(Saved data entries)
▬▬▬▬▬▬▬▬▬▬

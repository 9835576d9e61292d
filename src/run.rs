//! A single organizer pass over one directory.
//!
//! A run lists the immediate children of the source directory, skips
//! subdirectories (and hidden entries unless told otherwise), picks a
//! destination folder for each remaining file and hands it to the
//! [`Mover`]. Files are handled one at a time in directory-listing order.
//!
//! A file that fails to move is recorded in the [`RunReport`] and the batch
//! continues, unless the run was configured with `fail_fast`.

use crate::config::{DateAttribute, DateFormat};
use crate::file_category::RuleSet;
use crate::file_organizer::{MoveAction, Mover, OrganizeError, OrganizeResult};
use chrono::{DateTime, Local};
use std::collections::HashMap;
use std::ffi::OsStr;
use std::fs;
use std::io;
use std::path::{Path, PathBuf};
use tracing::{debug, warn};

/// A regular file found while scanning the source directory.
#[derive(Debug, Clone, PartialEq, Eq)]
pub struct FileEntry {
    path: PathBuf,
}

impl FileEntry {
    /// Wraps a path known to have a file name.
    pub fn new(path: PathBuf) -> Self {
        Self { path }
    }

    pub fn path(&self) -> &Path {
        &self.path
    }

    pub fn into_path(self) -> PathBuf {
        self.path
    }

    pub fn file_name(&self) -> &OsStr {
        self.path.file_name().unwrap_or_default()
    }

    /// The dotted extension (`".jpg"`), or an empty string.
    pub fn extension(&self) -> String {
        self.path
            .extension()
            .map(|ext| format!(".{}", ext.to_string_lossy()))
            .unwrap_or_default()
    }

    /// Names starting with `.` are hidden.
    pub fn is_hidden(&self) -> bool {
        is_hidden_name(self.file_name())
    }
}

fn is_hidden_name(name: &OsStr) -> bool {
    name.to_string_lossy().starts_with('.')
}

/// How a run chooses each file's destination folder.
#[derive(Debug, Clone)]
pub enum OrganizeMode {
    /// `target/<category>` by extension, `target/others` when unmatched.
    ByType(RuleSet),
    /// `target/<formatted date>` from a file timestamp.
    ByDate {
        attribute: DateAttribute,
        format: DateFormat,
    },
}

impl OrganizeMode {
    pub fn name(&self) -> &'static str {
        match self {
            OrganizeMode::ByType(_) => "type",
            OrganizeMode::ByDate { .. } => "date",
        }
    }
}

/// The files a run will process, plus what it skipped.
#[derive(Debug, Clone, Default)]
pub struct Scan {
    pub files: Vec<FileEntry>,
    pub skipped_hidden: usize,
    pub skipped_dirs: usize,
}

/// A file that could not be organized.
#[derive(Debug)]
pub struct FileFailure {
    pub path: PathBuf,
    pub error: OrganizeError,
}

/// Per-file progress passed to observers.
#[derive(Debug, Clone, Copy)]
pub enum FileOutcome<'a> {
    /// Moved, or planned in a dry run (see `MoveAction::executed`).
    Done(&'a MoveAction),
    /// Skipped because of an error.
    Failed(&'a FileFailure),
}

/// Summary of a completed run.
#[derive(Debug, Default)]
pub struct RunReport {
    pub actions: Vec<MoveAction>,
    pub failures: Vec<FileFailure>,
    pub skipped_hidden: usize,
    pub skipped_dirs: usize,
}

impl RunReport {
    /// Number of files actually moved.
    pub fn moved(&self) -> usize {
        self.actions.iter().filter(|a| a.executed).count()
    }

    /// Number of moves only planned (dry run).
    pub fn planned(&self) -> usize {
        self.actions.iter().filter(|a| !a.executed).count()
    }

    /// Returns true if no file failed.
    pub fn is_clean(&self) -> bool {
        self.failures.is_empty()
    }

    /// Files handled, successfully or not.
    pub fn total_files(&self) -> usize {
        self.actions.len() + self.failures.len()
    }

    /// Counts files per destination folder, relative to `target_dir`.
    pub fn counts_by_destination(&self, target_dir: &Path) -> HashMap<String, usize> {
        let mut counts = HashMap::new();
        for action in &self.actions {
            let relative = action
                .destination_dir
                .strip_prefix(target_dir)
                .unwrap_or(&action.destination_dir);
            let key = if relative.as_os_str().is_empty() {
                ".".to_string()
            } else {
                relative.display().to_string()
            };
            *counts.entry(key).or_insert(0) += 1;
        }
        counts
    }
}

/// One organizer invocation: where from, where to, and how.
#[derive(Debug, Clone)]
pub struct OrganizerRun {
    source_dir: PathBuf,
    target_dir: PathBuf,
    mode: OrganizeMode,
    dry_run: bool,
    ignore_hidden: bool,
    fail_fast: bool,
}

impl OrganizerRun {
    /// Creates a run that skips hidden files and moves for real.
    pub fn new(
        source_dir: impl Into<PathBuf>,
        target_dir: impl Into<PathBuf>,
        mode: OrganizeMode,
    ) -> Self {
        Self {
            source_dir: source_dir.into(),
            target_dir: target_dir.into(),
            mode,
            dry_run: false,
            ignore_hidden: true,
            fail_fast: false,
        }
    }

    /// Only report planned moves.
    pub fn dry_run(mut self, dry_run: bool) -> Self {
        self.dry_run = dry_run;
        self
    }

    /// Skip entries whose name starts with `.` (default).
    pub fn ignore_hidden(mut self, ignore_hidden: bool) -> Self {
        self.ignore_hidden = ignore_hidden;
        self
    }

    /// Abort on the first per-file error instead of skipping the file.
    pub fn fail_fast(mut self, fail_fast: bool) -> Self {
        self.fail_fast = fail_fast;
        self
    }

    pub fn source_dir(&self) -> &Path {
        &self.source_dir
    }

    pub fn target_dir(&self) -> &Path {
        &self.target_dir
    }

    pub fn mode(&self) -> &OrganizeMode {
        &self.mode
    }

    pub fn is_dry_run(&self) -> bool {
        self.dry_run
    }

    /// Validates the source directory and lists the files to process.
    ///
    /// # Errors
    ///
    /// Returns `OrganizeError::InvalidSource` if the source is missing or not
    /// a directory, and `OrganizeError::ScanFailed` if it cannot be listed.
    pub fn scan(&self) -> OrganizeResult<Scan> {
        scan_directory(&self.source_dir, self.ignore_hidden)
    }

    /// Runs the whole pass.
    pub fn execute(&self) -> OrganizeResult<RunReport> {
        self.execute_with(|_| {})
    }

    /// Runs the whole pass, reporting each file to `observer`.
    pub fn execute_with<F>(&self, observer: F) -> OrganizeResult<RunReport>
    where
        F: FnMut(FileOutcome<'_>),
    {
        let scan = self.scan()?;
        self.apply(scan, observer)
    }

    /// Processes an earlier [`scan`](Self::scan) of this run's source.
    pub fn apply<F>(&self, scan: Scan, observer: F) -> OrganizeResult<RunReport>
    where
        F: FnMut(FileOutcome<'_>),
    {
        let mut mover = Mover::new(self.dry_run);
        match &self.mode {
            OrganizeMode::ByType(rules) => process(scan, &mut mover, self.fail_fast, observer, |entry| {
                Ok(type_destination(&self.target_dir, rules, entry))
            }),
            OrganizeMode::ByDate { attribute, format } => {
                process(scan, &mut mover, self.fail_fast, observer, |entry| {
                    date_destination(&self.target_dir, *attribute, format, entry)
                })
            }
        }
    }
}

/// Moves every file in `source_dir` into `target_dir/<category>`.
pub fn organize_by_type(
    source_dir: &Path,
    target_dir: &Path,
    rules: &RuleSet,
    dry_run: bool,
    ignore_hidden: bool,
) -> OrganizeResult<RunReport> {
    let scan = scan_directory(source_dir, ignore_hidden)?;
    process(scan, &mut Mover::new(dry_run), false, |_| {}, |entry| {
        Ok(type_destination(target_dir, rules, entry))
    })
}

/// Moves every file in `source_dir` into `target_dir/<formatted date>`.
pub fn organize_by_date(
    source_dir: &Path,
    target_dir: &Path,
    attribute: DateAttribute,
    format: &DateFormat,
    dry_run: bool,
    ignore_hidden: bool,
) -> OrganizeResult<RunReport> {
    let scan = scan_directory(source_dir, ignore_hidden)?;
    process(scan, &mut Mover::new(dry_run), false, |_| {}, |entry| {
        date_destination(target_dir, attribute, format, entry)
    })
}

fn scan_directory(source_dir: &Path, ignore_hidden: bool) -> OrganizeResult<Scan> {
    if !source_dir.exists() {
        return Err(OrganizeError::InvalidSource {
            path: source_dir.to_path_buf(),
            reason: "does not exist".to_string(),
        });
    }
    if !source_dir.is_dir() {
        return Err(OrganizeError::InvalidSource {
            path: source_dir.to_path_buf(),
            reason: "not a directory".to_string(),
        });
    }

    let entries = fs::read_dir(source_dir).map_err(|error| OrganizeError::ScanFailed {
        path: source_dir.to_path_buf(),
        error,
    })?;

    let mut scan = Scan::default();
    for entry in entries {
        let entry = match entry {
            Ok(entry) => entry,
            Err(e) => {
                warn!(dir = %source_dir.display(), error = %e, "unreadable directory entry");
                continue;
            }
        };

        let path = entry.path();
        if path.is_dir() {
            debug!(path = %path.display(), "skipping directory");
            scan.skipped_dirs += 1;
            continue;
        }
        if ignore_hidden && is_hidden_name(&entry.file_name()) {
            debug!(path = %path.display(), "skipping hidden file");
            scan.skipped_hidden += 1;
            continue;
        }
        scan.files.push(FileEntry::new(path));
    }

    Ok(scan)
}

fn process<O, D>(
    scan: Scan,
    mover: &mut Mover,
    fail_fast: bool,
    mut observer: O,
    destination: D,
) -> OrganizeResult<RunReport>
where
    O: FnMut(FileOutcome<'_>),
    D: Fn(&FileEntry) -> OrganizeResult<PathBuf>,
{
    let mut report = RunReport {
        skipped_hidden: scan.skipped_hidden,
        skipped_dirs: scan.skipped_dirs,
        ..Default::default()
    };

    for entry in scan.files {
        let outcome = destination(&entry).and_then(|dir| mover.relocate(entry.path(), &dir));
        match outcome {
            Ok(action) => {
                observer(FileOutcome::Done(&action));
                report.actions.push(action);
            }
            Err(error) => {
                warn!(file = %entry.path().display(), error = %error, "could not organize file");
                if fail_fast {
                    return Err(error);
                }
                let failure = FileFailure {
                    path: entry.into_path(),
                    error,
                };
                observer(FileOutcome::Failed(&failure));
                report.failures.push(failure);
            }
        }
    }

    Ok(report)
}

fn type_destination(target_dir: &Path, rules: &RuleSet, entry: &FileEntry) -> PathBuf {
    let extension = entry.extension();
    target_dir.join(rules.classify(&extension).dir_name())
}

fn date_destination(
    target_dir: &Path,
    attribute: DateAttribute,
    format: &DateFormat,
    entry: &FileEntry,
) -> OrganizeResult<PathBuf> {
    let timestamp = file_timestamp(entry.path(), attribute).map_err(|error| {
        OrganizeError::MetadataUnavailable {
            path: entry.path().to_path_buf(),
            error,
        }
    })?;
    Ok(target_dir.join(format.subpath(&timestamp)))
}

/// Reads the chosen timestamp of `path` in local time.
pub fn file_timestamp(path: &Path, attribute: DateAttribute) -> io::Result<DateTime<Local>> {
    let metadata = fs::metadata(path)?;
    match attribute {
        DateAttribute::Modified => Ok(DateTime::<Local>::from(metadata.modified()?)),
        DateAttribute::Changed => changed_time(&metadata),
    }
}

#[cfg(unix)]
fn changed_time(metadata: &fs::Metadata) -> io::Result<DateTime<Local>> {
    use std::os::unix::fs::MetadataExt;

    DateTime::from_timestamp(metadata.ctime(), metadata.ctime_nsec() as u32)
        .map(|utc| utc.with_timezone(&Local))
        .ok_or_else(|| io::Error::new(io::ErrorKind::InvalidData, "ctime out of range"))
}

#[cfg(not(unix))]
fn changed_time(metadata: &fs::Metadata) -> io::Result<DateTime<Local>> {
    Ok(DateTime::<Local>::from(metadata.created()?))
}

▬▬▬▬▬▬▬▬▬▬

*PROBLEM REQUIREMENTS*: Which of the lines above mention the word "struct"? Pull those lines out.

*WRITTEN RESPONSE*:
pub struct FileEntry {
pub struct Scan {
pub struct FileFailure {
pub struct RunReport {
pub struct OrganizerRun {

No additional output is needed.